* _Task requirements_: Please write out all of the records below exactly as they appear.

* _Entries provided_:
::::
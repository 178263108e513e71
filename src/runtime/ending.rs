use serde::{Deserialize, Serialize};
use crate::runtime::blueprint::NodeIndex;

/// What happens after a node finishes through one of its output sockets.
#[derive(Debug, Clone, PartialEq, Eq, Serialize, Deserialize, Default)]
pub enum Ending {
    /// Dispatch the next node in the array.
    #[default]
    Continue,
    /// Finish this branch.
    Stop,
    /// Jump to another node of the same graph.
    SkipTo(NodeIndex),
    /// Hand off to another graph. Naming the owning graph restarts it.
    RunGraph(String),
}

impl Ending {
    pub fn skip_to(target: NodeIndex) -> Self {
        Ending::SkipTo(target)
    }

    pub fn run_graph(graph_id: impl Into<String>) -> Self {
        Ending::RunGraph(graph_id.into())
    }

    pub fn is_stop(&self) -> bool {
        matches!(self, Ending::Stop)
    }
}

#[cfg(test)]
mod tests {
    use super::*;

    #[test]
    fn default_is_continue() {
        assert_eq!(Ending::default(), Ending::Continue);
    }

    #[test]
    fn json_shape_is_stable() {
        let endings = vec![Ending::Continue, Ending::skip_to(3), Ending::run_graph("outro")];
        let text = serde_json::to_string(&endings).unwrap();
        assert_eq!(text, r#"["Continue",{"SkipTo":3},{"RunGraph":"outro"}]"#);
    }
}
::::
* _Solution for this task_:
repository 178263108e513e71
filename src/runtime/ending.rs
use serde::{Deserialize, Serialize};
use crate::runtime::blueprint::NodeIndex;

/// What happens after a node finishes through one of its output sockets.
#[derive(Debug, Clone, PartialEq, Eq, Serialize, Deserialize, Default)]
pub enum Ending {
    /// Dispatch the next node in the array.
    #[default]
    Continue,
    /// Finish this branch.
    Stop,
    /// Jump to another node of the same graph.
    SkipTo(NodeIndex),
    /// Hand off to another graph. Naming the owning graph restarts it.
    RunGraph(String),
}

impl Ending {
    pub fn skip_to(target: NodeIndex) -> Self {
        Ending::SkipTo(target)
    }

    pub fn run_graph(graph_id: impl Into<String>) -> Self {
        Ending::RunGraph(graph_id.into())
    }

    pub fn is_stop(&self) -> bool {
        matches!(self, Ending::Stop)
    }
}

#[cfg(test)]
mod tests {
    use super::*;

    #[test]
    fn default_is_continue() {
        assert_eq!(Ending::default(), Ending::Continue);
    }

    #[test]
    fn json_shape_is_stable() {
        let endings = vec![Ending::Continue, Ending::skip_to(3), Ending::run_graph("outro")];
        let text = serde_json::to_string(&endings).unwrap();
        assert_eq!(text, r#"["Continue",{"SkipTo":3},{"RunGraph":"outro"}]"#);
    }
}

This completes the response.